The Jizera Foothills is a mesoregion of the Western Sudetes within the Bohemian Massif. The mesoregion is a foothill area of the Jizera Mountains and extends north of the mountain range. The relief is slightly undulating with low but prominent hills.

The highest peaks of the Jizera Foothills are:
- Andělský vrch, 572 m
- Hřebenáč, 567 m
- Sroczka, 542 m

==Geology==
The bedrock is mainly composed of gneisses and biotite granites, supplemented by Neogene basalts and phonolites. There are also Quaternary sedimentary rocks here, which are a remnant of the Pleistocene glaciation.

==Geography==
In the Czech Republic, the Jizera Foothills occupy most of the Frýdlant Hook (a salient of the Czech Republic) and cover 241 km2, with an average elevation of 359 m.

The most important rivers in the territory are the Bóbr, which flows along its eastern border, and the Kwisa (a tributary of the Bóbr), which flows across the central part of the Jizera Foothills. The main river in the Czech part of the foothills is the Smědá.
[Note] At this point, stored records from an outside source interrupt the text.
//! Property entity - Represents a single trackable rental unit.
//!
//! Each property has an `area_id` (its parent city), a default nightly rate,
//! bedrooms, a `property_type` tier, and an optional external listing link.
//! Backticks are used for field names to enable proper documentation linking.

use sea_orm::entity::prelude::*;
use serde::{Deserialize, Serialize};

/// Tier of a property listing, stored as a string column.
#[derive(Clone, Copy, Debug, PartialEq, Eq, EnumIter, DeriveActiveEnum, Serialize, Deserialize)]
#[sea_orm(rs_type = "String", db_type = "String(StringLen::N(16))")]
pub enum PropertyType {
    /// Premium listing
    #[sea_orm(string_value = "luxury")]
    Luxury,
    /// Standard listing
    #[sea_orm(string_value = "normal")]
    Normal,
}

/// Property database model
#[derive(Clone, Debug, PartialEq, DeriveEntityModel, Serialize, Deserialize)]
#[sea_orm(table_name = "properties")]
pub struct Model {
    /// Unique identifier for the property
    #[sea_orm(primary_key)]
    pub id: i64,
    /// ID of the area this property belongs to
    pub area_id: i64,
    /// Human-readable name of the unit
    pub name: String,
    /// Optional external listing URL
    pub airbnb_link: Option<String>,
    /// Default nightly rate, used when a day has no explicit booking row
    pub avg_price_per_day: f64,
    /// Optional free-text description
    pub description: Option<String>,
    /// Number of bedrooms
    pub bedrooms: i32,
    /// Listing tier: `luxury` or `normal`
    pub property_type: PropertyType,
    /// Whether the host carries superhost status
    pub is_superhost: bool,
    /// When the property was created (assigned by the persistence layer)
    pub created_at: DateTimeUtc,
}

/// Defines relationships between Property and other entities
#[derive(Copy, Clone, Debug, EnumIter, DeriveRelation)]
pub enum Relation {
    /// Each property belongs to one area
    #[sea_orm(
        belongs_to = "super::area::Entity",
        from = "Column::AreaId",
        to = "super::area::Column::Id"
    )]
    Area,
    /// One property has many daily booking rows
    #[sea_orm(has_many = "super::booking::Entity")]
    Bookings,
}

impl Related<super::area::Entity> for Entity {
    fn to() -> RelationDef {
        Relation::Area.def()
    }
}

impl Related<super::booking::Entity> for Entity {
    fn to() -> RelationDef {
        Relation::Bookings.def()
    }
}

impl ActiveModelBehavior for ActiveModel {}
The most populated settlements in the territory are Zgorzelec, Lubań, Lwówek Śląski, Frýdlant, Gryfów Śląski and Pieńsk. Except for Frýdlant, all of them are located in Poland.

==Nature==
The valley of the Bóbr River in the eastern part of the Jizera Foothills is protected as the Bóbr Valley Landscape Park. The southernmost part of the Jizera Foothills extends into the protected landscape area of Jizerské hory.

The area along the Smědá River is protected as the Meandry Smědé Nature Reserve. The wider area is protected as a Special Area of Conservation of the same name.